Guest Column | October 5, 2016

Could The Public Cloud Cure Healthcare's Data-Breach Epidemic?

Cloud

By Rich Campagna, VP Product, Bitglass

The financial services industry has taken steps to shore up security and devalue stolen payment-card data on the black market by using technologies such as EMV (chip-and-PIN) in smart credit and debit cards, and hackers have shifted their target to medical records. With more than one third of Americans affected by medical-record breaches in 2015 alone, these hackers’ efforts have, unfortunately, been very successful. As healthcare organizations scramble to better protect patient data, they will find relief in one of the unlikeliest places — the public cloud.

Once feared to be a death knell for security and compliance, major public-cloud applications such as Office 365 and Salesforce have managed to steer clear of the massive breaches and hacker-induced outages that many originally feared despite being mouth-wateringly large targets for black hats everywhere. How? Major cloud providers spend more on security personnel and security infrastructure than most enterprise CISOs could ever hope to see in their budgets.

Microsoft, for example, has committed to spending more than $1 billion per year on security. Their reason is simple — a cloud vendor’s entire business depends on its ability to safeguard customer data and a massive data breach could very well be terminal. The result is leading SaaS apps suffer from very few application vulnerabilities, and those that are found are patched at lightning speed. These cloud-based apps are also protected as well as possible from denial-of-service attacks and other nefarious attempts at service disruption and data exfiltration.

With such a strong track record for security, why then do security and compliance continue to top the list of public-cloud jitters? Aside from losing the warm fuzzies of being able to physically see the servers in a data center, organizations are starting to realize that while the public cloud can be secure, keeping their data secure in the cloud depends on how they use the cloud. The same features that make the cloud such a productivity boon — such as ubiquitous access from any device and the ability to share data easily — are, ironically, the biggest data-leakage risks. In the first half of 2016, 57 healthcare firms experienced unauthorized disclosures that resulted in 320,000 leaked records, according to the Department of Health and Human Services.

As healthcare organizations migrate their dedicated EHR and practice management systems to the cloud, many are adopting a cloud-first strategy and moving other apps to the cloud as well. In fact, according to recent data, 36 percent of firms in the sector have already deployed a cloud productivity application such as Google Apps or Office 365 (up from only 8 percent in 2014). While dedicated healthcare services systems are architected with data governance and compliance in mind, general cloud vendors are often single-mindedly focused on infrastructure and application security, not on data security or HIPAA compliance.

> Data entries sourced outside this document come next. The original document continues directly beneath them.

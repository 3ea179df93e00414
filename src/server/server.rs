use anyhow::Result;
use std::{sync::Arc, time::Duration};

use tracing::{error, info};

use crate::library::{
    aggregator::{star_rating, unique_genres},
    record_play, DocumentStore, LibrarySummary, PlayOutcome, Song, SongId, StarRating, Stats,
};
use tower_http::services::ServeDir;

use axum::{
    extract::{Path, State},
    http::StatusCode,
    middleware,
    response::{IntoResponse, Response},
    routing::{get, post},
    Json, Router,
};
use serde::{Deserialize, Serialize};

#[cfg(feature = "slowdown")]
use super::slowdown_request;
use super::{log_requests, state::*, ServerConfig};

#[derive(Serialize)]
#[serde(rename_all = "camelCase")]
struct LibraryEntry {
    #[serde(flatten)]
    song: Song,
    stars: StarRating,
}

/// Everything the dashboard page is rendered from.
#[derive(Serialize)]
#[serde(rename_all = "camelCase")]
struct DashboardView {
    uptime: String,
    generated_at: String,
    stats: Stats,
    summary: LibrarySummary,
    now_playing: Option<Song>,
    recent_activity: Vec<Song>,
    genres: Vec<String>,
    library: Vec<LibraryEntry>,
}

#[derive(Deserialize, Debug)]
struct PlayBody {
    #[serde(rename = "songId")]
    pub song_id: SongId,
}

#[derive(Serialize)]
struct PlayResponse {
    success: bool,
    recorded: bool,
    #[serde(skip_serializing_if = "Option::is_none")]
    plays: Option<u64>,
}

fn format_uptime(duration: Duration) -> String {
    let total_seconds = duration.as_secs();

    let days = total_seconds / 86_400;
    let hours = (total_seconds % 86_400) / 3600;
    let minutes = (total_seconds % 3600) / 60;
    let seconds = total_seconds % 60;

    format!("{}d {:02}:{:02}:{:02}", days, hours, minutes, seconds)
}

async fn home(State(state): State<ServerState>) -> impl IntoResponse {
    let config = &state.config;
    let view = state.document_store.read(|document| {
        let songs = &document.songs;
        DashboardView {
            uptime: format_uptime(state.start_time.elapsed()),
            generated_at: chrono::Utc::now().to_rfc3339(),
            stats: document.stats.clone(),
            summary: LibrarySummary::compute(songs, config.top_songs),
            now_playing: songs.first().cloned(),
            recent_activity: songs.iter().take(config.recent_songs).cloned().collect(),
            genres: unique_genres(songs),
            library: songs
                .iter()
                .map(|song| LibraryEntry {
                    song: song.clone(),
                    stars: star_rating(song.rating),
                })
                .collect(),
        }
    });
    Json(view)
}

async fn get_songs(State(store): State<GuardedDocumentStore>) -> impl IntoResponse {
    Json(store.get_songs())
}

async fn get_song(State(store): State<GuardedDocumentStore>, Path(id): Path<SongId>) -> Response {
    match store.get_song(id) {
        Some(song) => Json(song).into_response(),
        None => StatusCode::NOT_FOUND.into_response(),
    }
}

/// The stored counters, as persisted. Live figures are under `/api/summary`.
async fn get_stats(State(store): State<GuardedDocumentStore>) -> impl IntoResponse {
    Json(store.get_stats())
}

async fn get_summary(State(state): State<ServerState>) -> impl IntoResponse {
    let top_songs = state.config.top_songs;
    Json(
        state
            .document_store
            .read(|document| LibrarySummary::compute(&document.songs, top_songs)),
    )
}

async fn post_play(
    State(store): State<GuardedDocumentStore>,
    Json(body): Json<PlayBody>,
) -> Response {
    match record_play(&store, body.song_id) {
        Ok(PlayOutcome::Recorded { plays, .. }) => Json(PlayResponse {
            success: true,
            recorded: true,
            plays: Some(plays),
        })
        .into_response(),
        Ok(PlayOutcome::UnknownSong { .. }) => Json(PlayResponse {
            success: true,
            recorded: false,
            plays: None,
        })
        .into_response(),
        Err(err) => {
            error!("Error recording play of song {}: {}", body.song_id, err);
            (StatusCode::INTERNAL_SERVER_ERROR, format!("{}", err)).into_response()
        }
    }
}

pub fn make_app(config: ServerConfig, document_store: GuardedDocumentStore) -> Router {
    let state = ServerState::new(config.clone(), document_store);

    let api_routes: Router = Router::new()
        .route("/songs", get(get_songs))
        .route("/songs/{id}", get(get_song))
        .route("/stats", get(get_stats))
        .route("/summary", get(get_summary))
        .route("/play", post(post_play))
        .with_state(state.clone());

    let home_router: Router = match config.frontend_dir_path {
        Some(frontend_path) => {
            let static_files_service =
                ServeDir::new(frontend_path).append_index_html_on_directories(true);
            Router::new().fallback_service(static_files_service)
        }
        None => Router::new()
            .route("/", get(home))
            .fallback(home)
            .with_state(state.clone()),
    };

    let mut app: Router = home_router.nest("/api", api_routes);

    #[cfg(feature = "slowdown")]
    {
        app = app.layer(middleware::from_fn(slowdown_request));
    }
    app = app.layer(middleware::from_fn_with_state(state, log_requests));

    app
}

pub async fn run_server(config: ServerConfig, document_store: Arc<DocumentStore>) -> Result<()> {
    let port = config.port;
    let app = make_app(config, document_store);

    let listener = tokio::net::TcpListener::bind(format!("0.0.0.0:{}", port)).await?;
    info!("Ready to serve at port {}!", port);

    axum::serve(listener, app)
        .with_graceful_shutdown(async {
            if let Err(err) = tokio::signal::ctrl_c().await {
                error!("Failed to listen for shutdown signal: {}", err);
            }
            info!("Shutting down.");
        })
        .await?;
    Ok(())
}
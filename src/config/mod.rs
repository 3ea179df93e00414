mod file_config;

pub use file_config::FileConfig;

use crate::server::RequestsLoggingLevel;
use anyhow::{bail, Result};
use clap::ValueEnum;
use std::path::{Path, PathBuf};

pub const DEFAULT_PORT: u16 = 8080;
pub const DEFAULT_DATA_FILE: &str = "./music-data.json";
pub const DEFAULT_TOP_SONGS: usize = 3;
pub const DEFAULT_RECENT_SONGS: usize = 4;

/// CLI arguments that can be used for config resolution.
/// This struct mirrors the CLI arguments that can be overridden by TOML config.
#[derive(Debug, Clone)]
pub struct CliConfig {
    pub data_file: PathBuf,
    pub port: u16,
    pub logging_level: RequestsLoggingLevel,
    pub frontend_dir_path: Option<String>,
    pub top_songs: usize,
    pub recent_songs: usize,
}

impl Default for CliConfig {
    fn default() -> Self {
        CliConfig {
            data_file: PathBuf::from(DEFAULT_DATA_FILE),
            port: DEFAULT_PORT,
            logging_level: RequestsLoggingLevel::default(),
            frontend_dir_path: None,
            top_songs: DEFAULT_TOP_SONGS,
            recent_songs: DEFAULT_RECENT_SONGS,
        }
    }
}

#[derive(Debug, Clone)]
pub struct AppConfig {
    pub data_file: PathBuf,
    pub port: u16,
    pub logging_level: RequestsLoggingLevel,
    pub frontend_dir_path: Option<String>,

    // Dashboard settings
    pub top_songs: usize,
    pub recent_songs: usize,
}

impl AppConfig {
    /// Resolve configuration from CLI arguments and optional TOML file config.
    /// TOML values override CLI values where present.
    pub fn resolve(cli: &CliConfig, file_config: Option<FileConfig>) -> Result<Self> {
        let file = file_config.unwrap_or_default();

        let data_file = file
            .data_file
            .map(PathBuf::from)
            .unwrap_or_else(|| cli.data_file.clone());

        if data_file.is_dir() {
            bail!("data_file is a directory: {:?}", data_file);
        }
        let data_dir = match data_file.parent() {
            Some(parent) if !parent.as_os_str().is_empty() => parent,
            _ => Path::new("."),
        };
        if !data_dir.is_dir() {
            bail!("Directory of data_file does not exist: {:?}", data_dir);
        }

        let port = file.port.unwrap_or(cli.port);

        let logging_level = file
            .logging_level
            .and_then(|s| parse_logging_level(&s))
            .unwrap_or_else(|| cli.logging_level.clone());

        let frontend_dir_path = file
            .frontend_dir_path
            .or_else(|| cli.frontend_dir_path.clone());

        let top_songs = file.top_songs.unwrap_or(cli.top_songs);
        if top_songs == 0 {
            bail!("top_songs must be at least 1");
        }
        let recent_songs = file.recent_songs.unwrap_or(cli.recent_songs);
        if recent_songs == 0 {
            bail!("recent_songs must be at least 1");
        }

        Ok(Self {
            data_file,
            port,
            logging_level,
            frontend_dir_path,
            top_songs,
            recent_songs,
        })
    }
}

/// Parses a logging level string into RequestsLoggingLevel.
/// Uses clap's ValueEnum trait for parsing.
fn parse_logging_level(s: &str) -> Option<RequestsLoggingLevel> {
    RequestsLoggingLevel::from_str(s, true).ok()
}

Productivity applications are a critical piece of the security puzzle simply because a great deal of sensitive protected health information (PHI) inevitably finds its way into these systems. Whether Google Drive, Dropbox, or Office 365, many healthcare organizations are using cloud productivity apps in some capacity. IT is responsible for enabling secure, compliant access to these apps and creating an environment where employees can collaborate more effectively without inadvertently leaking data. Third-party tools such as identity-as-a-service (IdaaS) products and cloud access security brokers (CASBs) are being employed to control how the cloud is used, ensuring the organization does not take on unnecessary additional risk in its quest for increased productivity and a stronger bottom line. These tools are used to control access from unmanaged devices, to ensure that external sharing is done appropriately, and to mitigate the possibility that user credentials are compromised, amongst other things.

Inadequate security precautions and any breach of HIPAA-protected health information, no matter the size or cause, can result in substantial penalties. Ponemon estimates breaches cost healthcare organizations an average of $398 per lost record in the U.S., higher than the $215 cross-industry average. The average total cost of a breach was $6.53 million in 2015. By procuring cloud apps with a strong security track record, and combining them with third-party tools to secure their use of the public cloud, healthcare organizations can improve their ability to protect medical records, which allows them to avoid fines and focus on their core competency — delivering care.